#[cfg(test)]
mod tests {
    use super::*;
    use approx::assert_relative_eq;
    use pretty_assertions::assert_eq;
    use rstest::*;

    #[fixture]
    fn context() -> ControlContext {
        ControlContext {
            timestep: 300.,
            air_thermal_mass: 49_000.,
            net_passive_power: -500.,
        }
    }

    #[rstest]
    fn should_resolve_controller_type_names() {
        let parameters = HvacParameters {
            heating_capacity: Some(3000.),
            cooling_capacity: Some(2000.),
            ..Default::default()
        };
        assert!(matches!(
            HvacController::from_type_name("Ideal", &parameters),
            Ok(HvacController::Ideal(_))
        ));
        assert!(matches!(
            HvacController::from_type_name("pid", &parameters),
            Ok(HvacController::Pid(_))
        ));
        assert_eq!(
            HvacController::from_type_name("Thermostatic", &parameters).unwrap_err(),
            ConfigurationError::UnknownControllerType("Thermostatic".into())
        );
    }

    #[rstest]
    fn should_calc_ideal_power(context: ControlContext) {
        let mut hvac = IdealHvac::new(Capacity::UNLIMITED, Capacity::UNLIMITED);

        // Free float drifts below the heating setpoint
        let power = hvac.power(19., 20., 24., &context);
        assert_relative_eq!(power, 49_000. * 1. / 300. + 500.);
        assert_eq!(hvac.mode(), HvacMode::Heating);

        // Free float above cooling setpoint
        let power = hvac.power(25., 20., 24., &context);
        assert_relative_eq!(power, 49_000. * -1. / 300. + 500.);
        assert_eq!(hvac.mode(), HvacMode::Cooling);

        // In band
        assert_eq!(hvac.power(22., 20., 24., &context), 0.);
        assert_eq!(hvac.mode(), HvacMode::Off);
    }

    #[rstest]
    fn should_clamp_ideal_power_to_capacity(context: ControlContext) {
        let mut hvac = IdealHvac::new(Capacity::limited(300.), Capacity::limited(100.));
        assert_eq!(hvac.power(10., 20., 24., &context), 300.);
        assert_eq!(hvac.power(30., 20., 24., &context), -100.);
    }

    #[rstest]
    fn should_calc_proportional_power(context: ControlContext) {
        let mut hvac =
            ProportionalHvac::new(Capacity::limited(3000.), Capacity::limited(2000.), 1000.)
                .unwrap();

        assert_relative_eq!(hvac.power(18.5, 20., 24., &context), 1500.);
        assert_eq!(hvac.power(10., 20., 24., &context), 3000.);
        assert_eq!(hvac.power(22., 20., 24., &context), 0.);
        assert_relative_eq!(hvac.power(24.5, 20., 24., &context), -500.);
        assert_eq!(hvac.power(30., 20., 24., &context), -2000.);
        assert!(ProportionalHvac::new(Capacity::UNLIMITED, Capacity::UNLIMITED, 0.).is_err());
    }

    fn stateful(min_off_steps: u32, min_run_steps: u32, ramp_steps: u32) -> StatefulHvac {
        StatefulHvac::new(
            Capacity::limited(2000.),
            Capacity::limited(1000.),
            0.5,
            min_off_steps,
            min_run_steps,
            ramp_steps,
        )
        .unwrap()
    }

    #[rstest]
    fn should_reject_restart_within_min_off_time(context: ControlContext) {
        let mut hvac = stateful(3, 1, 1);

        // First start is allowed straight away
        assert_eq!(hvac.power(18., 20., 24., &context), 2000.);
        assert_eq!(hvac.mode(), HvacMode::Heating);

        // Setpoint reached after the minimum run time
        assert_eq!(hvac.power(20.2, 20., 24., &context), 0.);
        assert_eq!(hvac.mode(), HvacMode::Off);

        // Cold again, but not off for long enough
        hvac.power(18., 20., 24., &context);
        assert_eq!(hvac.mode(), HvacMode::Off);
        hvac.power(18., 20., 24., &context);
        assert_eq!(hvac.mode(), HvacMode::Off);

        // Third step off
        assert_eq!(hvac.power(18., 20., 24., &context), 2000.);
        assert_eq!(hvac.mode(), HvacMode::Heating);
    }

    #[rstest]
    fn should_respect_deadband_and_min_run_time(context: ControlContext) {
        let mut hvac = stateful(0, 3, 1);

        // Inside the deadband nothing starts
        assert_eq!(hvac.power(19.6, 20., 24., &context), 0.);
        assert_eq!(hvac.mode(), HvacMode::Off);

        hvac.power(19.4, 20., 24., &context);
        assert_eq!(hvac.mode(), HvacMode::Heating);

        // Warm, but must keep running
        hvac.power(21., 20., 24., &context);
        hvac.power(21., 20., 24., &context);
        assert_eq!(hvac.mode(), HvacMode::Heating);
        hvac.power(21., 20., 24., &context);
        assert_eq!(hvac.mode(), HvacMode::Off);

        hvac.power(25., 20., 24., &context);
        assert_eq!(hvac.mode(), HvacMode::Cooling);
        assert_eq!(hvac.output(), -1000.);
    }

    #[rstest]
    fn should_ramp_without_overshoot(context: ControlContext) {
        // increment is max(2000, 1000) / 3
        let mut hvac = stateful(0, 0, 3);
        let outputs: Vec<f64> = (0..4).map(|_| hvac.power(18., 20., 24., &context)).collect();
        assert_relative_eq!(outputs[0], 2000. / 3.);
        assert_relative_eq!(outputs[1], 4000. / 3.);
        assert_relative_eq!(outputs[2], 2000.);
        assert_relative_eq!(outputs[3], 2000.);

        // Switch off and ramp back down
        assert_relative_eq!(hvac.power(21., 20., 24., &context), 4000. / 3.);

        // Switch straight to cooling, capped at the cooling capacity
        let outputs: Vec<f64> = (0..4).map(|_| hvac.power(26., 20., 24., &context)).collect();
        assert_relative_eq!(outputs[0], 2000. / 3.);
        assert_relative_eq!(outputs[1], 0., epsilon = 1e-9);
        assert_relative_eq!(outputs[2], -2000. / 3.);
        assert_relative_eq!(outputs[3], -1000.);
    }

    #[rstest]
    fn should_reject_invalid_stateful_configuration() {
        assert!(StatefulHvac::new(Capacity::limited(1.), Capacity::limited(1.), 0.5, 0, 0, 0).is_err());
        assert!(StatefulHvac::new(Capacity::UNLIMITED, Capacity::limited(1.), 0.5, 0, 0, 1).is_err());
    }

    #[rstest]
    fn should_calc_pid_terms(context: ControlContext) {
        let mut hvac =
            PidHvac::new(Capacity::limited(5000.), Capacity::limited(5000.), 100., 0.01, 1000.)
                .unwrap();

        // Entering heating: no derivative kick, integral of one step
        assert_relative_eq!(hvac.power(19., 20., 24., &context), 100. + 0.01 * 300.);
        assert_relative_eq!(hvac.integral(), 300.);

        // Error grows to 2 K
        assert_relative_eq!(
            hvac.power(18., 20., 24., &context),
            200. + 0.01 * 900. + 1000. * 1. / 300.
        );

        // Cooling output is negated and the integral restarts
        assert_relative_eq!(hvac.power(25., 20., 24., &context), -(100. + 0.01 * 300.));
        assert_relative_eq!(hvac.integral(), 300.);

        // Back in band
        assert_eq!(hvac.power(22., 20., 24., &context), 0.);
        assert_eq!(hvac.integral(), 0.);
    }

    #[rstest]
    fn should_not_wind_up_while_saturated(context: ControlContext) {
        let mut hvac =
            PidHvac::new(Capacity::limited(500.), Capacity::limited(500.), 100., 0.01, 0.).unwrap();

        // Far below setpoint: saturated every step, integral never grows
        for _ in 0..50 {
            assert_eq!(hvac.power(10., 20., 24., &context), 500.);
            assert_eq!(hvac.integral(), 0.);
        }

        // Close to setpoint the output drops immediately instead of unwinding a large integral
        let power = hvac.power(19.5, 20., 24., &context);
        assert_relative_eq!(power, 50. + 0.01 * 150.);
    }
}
****
REQUIREMENT => Scan the listing above. Gather each line that contains the word "parameters".

ANSWER AREA =>
        let parameters = HvacParameters {
            HvacController::from_type_name("Ideal", &parameters),
            HvacController::from_type_name("pid", &parameters),
            HvacController::from_type_name("Thermostatic", &parameters).unwrap_err(),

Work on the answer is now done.